What a relief then to pick up Mr Whicher, and discover in the first two chapters all the fascinating personal minutiae I’d been hoping for in The Killing. Ordinary lives laid bare are always extraordinary (perhaps one of the central tenets of my own writing) and in the story of Constance Kent we have madness, violence, ambiguity, tragedy all within the walls of one family home. What we also have is the story of the birth of detective fiction. Jonathan Whicher, it transpires, was one of the first British detectives as we would today understand the word, and a figure of mystery and glamour. I was intrigued to learn from Kate Summerscale’s introduction to her book that no pictoral record of Whicher survives, that he was elusive to the end and even now.
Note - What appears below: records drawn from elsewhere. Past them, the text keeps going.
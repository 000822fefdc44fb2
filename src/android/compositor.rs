//! Mesh distortion compositor for the wgpu device.

use bytemuck::{Pod, Zeroable};
use log::{info, warn};
use wgpu::util::DeviceExt;

use super::gpu_device::{IndexedDraw, TexturedVertex, WgpuDevice};
use crate::compositor::{DistortionRenderer, DistortionRendererFactory};
use crate::gpu::{EyeTextureDescription, FramebufferId, ShaderSource, Viewport};
use crate::lens::{DistortionMesh, Eye};

const DISTORTION_SHADER: ShaderSource = ShaderSource {
    label: "distortion",
    wgsl: include_str!("../shaders/distortion.wgsl"),
    applies_mvp: false,
};

#[repr(C)]
#[derive(Clone, Copy, Pod, Zeroable)]
struct EyeRegion {
    bounds: [f32; 4],
}

impl From<&EyeTextureDescription> for EyeRegion {
    fn from(eye: &EyeTextureDescription) -> Self {
        Self {
            bounds: [eye.left_u, eye.right_u, eye.top_v, eye.bottom_v],
        }
    }
}

struct EyeMesh {
    vertices: wgpu::Buffer,
    indices: wgpu::Buffer,
    index_count: u32,
}

pub struct MeshCompositor {
    pipeline: wgpu::RenderPipeline,
    layout: wgpu::BindGroupLayout,
    meshes: [Option<EyeMesh>; 2],
}

pub fn mesh_compositors() -> DistortionRendererFactory<WgpuDevice> {
    Box::new(|gpu: &mut WgpuDevice| {
        Box::new(MeshCompositor::new(gpu)) as Box<dyn DistortionRenderer<WgpuDevice>>
    })
}

impl MeshCompositor {
    pub fn new(gpu: &mut WgpuDevice) -> Self {
        let device = gpu.device();

        let layout = device.create_bind_group_layout(&wgpu::BindGroupLayoutDescriptor {
            label: Some("Distortion Bind Group Layout"),
            entries: &[
                wgpu::BindGroupLayoutEntry {
                    binding: 0,
                    visibility: wgpu::ShaderStages::FRAGMENT,
                    ty: wgpu::BindingType::Texture {
                        sample_type: wgpu::TextureSampleType::Float { filterable: true },
                        view_dimension: wgpu::TextureViewDimension::D2,
                        multisampled: false,
                    },
                    count: None,
                },
                wgpu::BindGroupLayoutEntry {
                    binding: 1,
                    visibility: wgpu::ShaderStages::FRAGMENT,
                    ty: wgpu::BindingType::Sampler(wgpu::SamplerBindingType::Filtering),
                    count: None,
                },
                wgpu::BindGroupLayoutEntry {
                    binding: 2,
                    visibility: wgpu::ShaderStages::VERTEX,
                    ty: wgpu::BindingType::Buffer {
                        ty: wgpu::BufferBindingType::Uniform,
                        has_dynamic_offset: false,
                        min_binding_size: None,
                    },
                    count: None,
                },
            ],
        });

        let shader = device.create_shader_module(wgpu::ShaderModuleDescriptor {
            label: Some(DISTORTION_SHADER.label),
            source: wgpu::ShaderSource::Wgsl(DISTORTION_SHADER.wgsl.into()),
        });

        let pipeline_layout = device.create_pipeline_layout(&wgpu::PipelineLayoutDescriptor {
            label: Some("Distortion Pipeline Layout"),
            bind_group_layouts: &[&layout],
            push_constant_ranges: &[],
        });

        let pipeline = device.create_render_pipeline(&wgpu::RenderPipelineDescriptor {
            label: Some("Distortion Pipeline"),
            layout: Some(&pipeline_layout),
            vertex: wgpu::VertexState {
                module: &shader,
                entry_point: Some("vs_main"),
                buffers: &[TexturedVertex::layout()],
                compilation_options: Default::default(),
            },
            fragment: Some(wgpu::FragmentState {
                module: &shader,
                entry_point: Some("fs_main"),
                targets: &[Some(wgpu::ColorTargetState {
                    format: gpu.surface_format(),
                    blend: Some(wgpu::BlendState::REPLACE),
                    write_mask: wgpu::ColorWrites::ALL,
                })],
                compilation_options: Default::default(),
            }),
            primitive: wgpu::PrimitiveState::default(),
            depth_stencil: None,
            multisample: wgpu::MultisampleState::default(),
            multiview: None,
            cache: None,
        });

        info!("Distortion compositor created");
        Self {
            pipeline,
            layout,
            meshes: [None, None],
        }
    }
}

impl DistortionRenderer<WgpuDevice> for MeshCompositor {
    fn set_mesh(&mut self, gpu: &mut WgpuDevice, mesh: &DistortionMesh, eye: Eye) {
        let vertices: Vec<TexturedVertex> = mesh
            .vertices
            .iter()
            .zip(&mesh.uvs)
            .map(|(position, uv)| TexturedVertex {
                position: *position,
                uv: *uv,
            })
            .collect();

        let device = gpu.device();
        let vertices = device.create_buffer_init(&wgpu::util::BufferInitDescriptor {
            label: Some("Distortion Mesh Vertices"),
            contents: bytemuck::cast_slice(&vertices),
            usage: wgpu::BufferUsages::VERTEX,
        });
        let indices = device.create_buffer_init(&wgpu::util::BufferInitDescriptor {
            label: Some("Distortion Mesh Indices"),
            contents: bytemuck::cast_slice(&mesh.indices),
            usage: wgpu::BufferUsages::INDEX,
        });

        self.meshes[eye.index()] = Some(EyeMesh {
            vertices,
            indices,
            index_count: mesh.indices.len() as u32,
        });
    }

    fn render_eye_to_display(
        &mut self,
        gpu: &mut WgpuDevice,
        target: FramebufferId,
        viewport: Viewport,
        left_eye: &EyeTextureDescription,
        right_eye: &EyeTextureDescription,
    ) {
        let mut bind_groups = Vec::with_capacity(2);
        for (eye, description) in [(Eye::Left, left_eye), (Eye::Right, right_eye)] {
            if self.meshes[eye.index()].is_none() {
                continue;
            }
            let Some(view) = gpu.texture_view(description.texture) else {
                warn!("Eye texture {:?} is gone, skipping {:?}", description.texture, eye);
                continue;
            };
            let region = gpu
                .device()
                .create_buffer_init(&wgpu::util::BufferInitDescriptor {
                    label: Some("Eye Region"),
                    contents: bytemuck::bytes_of(&EyeRegion::from(description)),
                    usage: wgpu::BufferUsages::UNIFORM,
                });
            let bind_group = gpu.device().create_bind_group(&wgpu::BindGroupDescriptor {
                label: Some("Distortion Bind Group"),
                layout: &self.layout,
                entries: &[
                    wgpu::BindGroupEntry {
                        binding: 0,
                        resource: wgpu::BindingResource::TextureView(view),
                    },
                    wgpu::BindGroupEntry {
                        binding: 1,
                        resource: wgpu::BindingResource::Sampler(gpu.sampler()),
                    },
                    wgpu::BindGroupEntry {
                        binding: 2,
                        resource: region.as_entire_binding(),
                    },
                ],
            });
            bind_groups.push((eye, bind_group));
        }

        let draws: Vec<IndexedDraw<'_>> = bind_groups
            .iter()
            .filter_map(|(eye, bind_group)| {
                let mesh = self.meshes[eye.index()].as_ref()?;
                Some(IndexedDraw {
                    vertices: &mesh.vertices,
                    indices: &mesh.indices,
                    index_count: mesh.index_count,
                    bind_group,
                })
            })
            .collect();

        gpu.draw_indexed_meshes(target, viewport, &self.pipeline, &draws);
    }

    fn release(&mut self, _gpu: &mut WgpuDevice) {
        self.meshes = [None, None];
    }
}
That’s the kind of story I like. The kind you might chew over at leisure in the old Brahms and Liszt, and no combat gear required.

Runaway

For anyone fascinated by the art of the short story, or confused by the sheer multiplicity of short stories to be read and unsure of where to start, the Guardian website’s Brief Survey of the Short Story series is the place to go. The brilliant thing about the series is that it reaches beyond the usual suspects (Chekhov, Mansfield, Carver) towards the radical (Borowski, Davis, Ballard) and into the realms of the visionary (Schulz, Walser, Jones). The series’s author, Chris Power, writes with knowledge, passion and a proselytising zeal. I hope they turn his articles into a book, because they’re a truly valuable resource, the kind of pieces you want to reread and keep for reference.
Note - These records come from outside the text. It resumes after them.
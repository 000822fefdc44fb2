//! Passthrough plane geometry

/// Strip order: bottom-left, bottom-right, top-left, top-right.
pub const QUAD_UVS: [f32; 8] = [
    0.0, 1.0, //
    1.0, 1.0, //
    0.0, 0.0, //
    1.0, 0.0,
];

/// Square centered at the origin, drawn as a 4-vertex triangle strip.
#[derive(Debug, Clone, PartialEq)]
pub struct PassthroughQuad {
    size: f32,
    vertices: [f32; 8],
}

impl PassthroughQuad {
    pub const DEFAULT_SIZE: f32 = 0.5;

    pub fn new(size: f32) -> Self {
        let mut quad = Self {
            size,
            vertices: [0.0; 8],
        };
        quad.rebuild();
        quad
    }

    pub fn size(&self) -> f32 {
        self.size
    }

    /// `size` is the half-extent of the square.
    pub fn set_size(&mut self, size: f32) {
        if size == self.size {
            return;
        }
        self.size = size;
        self.rebuild();
    }

    pub fn vertices(&self) -> &[f32; 8] {
        &self.vertices
    }

    pub fn uvs(&self) -> &'static [f32; 8] {
        &QUAD_UVS
    }

    fn rebuild(&mut self) {
        let s = self.size;
        self.vertices = [
            -s, -s, // bottom left
            s, -s, // bottom right
            -s, s, // top left
            s, s, // top right
        ];
    }
}

impl Default for PassthroughQuad {
    fn default() -> Self {
        Self::new(Self::DEFAULT_SIZE)
    }
}
//! PhoneXR passthrough - stereo camera passthrough for phone-in-viewer VR
//!
//! The camera image is drawn as a textured quad into each eye's half of an
//! offscreen target, then warped onto the display through the viewer's lens
//! distortion meshes. Everything above the GPU device is platform-neutral;
//! the Android front end lives in `android`.

pub mod app;
pub mod calibration;
pub mod compositor;
pub mod config;
pub mod device_params;
pub mod error;
pub mod gpu;
pub mod lens;
pub mod math;
pub mod passthrough;
pub mod quad;
pub mod sensor_packet;
pub mod tracking;

#[cfg(target_os = "android")]
mod android;

#[cfg(test)]
mod testing;

pub use app::{Capabilities, FrameStatus, PassthroughApp};
pub use config::{PassthroughConfig, PassthroughVariant};
pub use error::{Error, Result};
This week the series reached Part 37 and the writer under discussion was Alice Munro. Munro has become fashionable recently, which is wonderful, because she deserves the publicity. But listening to the way she is sometimes talked about I often have the feeling she is misunderstood. People think she does social commentary, or that she’s a kind of latter day Katherine Mansfield, all exquisite workmanship and finely tuned nuance. In fact she’s wayward and not a little dangerous. Her stories – many of them novella length – are discursive and wild, novelistic in scope, even though she claims she cannot ‘do’ novels. The basis of their plots lies in the quotidian: love, aging, family relationships. Yet the direction they take – into madness, obsession, the territory of the spiritual outsider – always tends towards the metaphysical and the gothic.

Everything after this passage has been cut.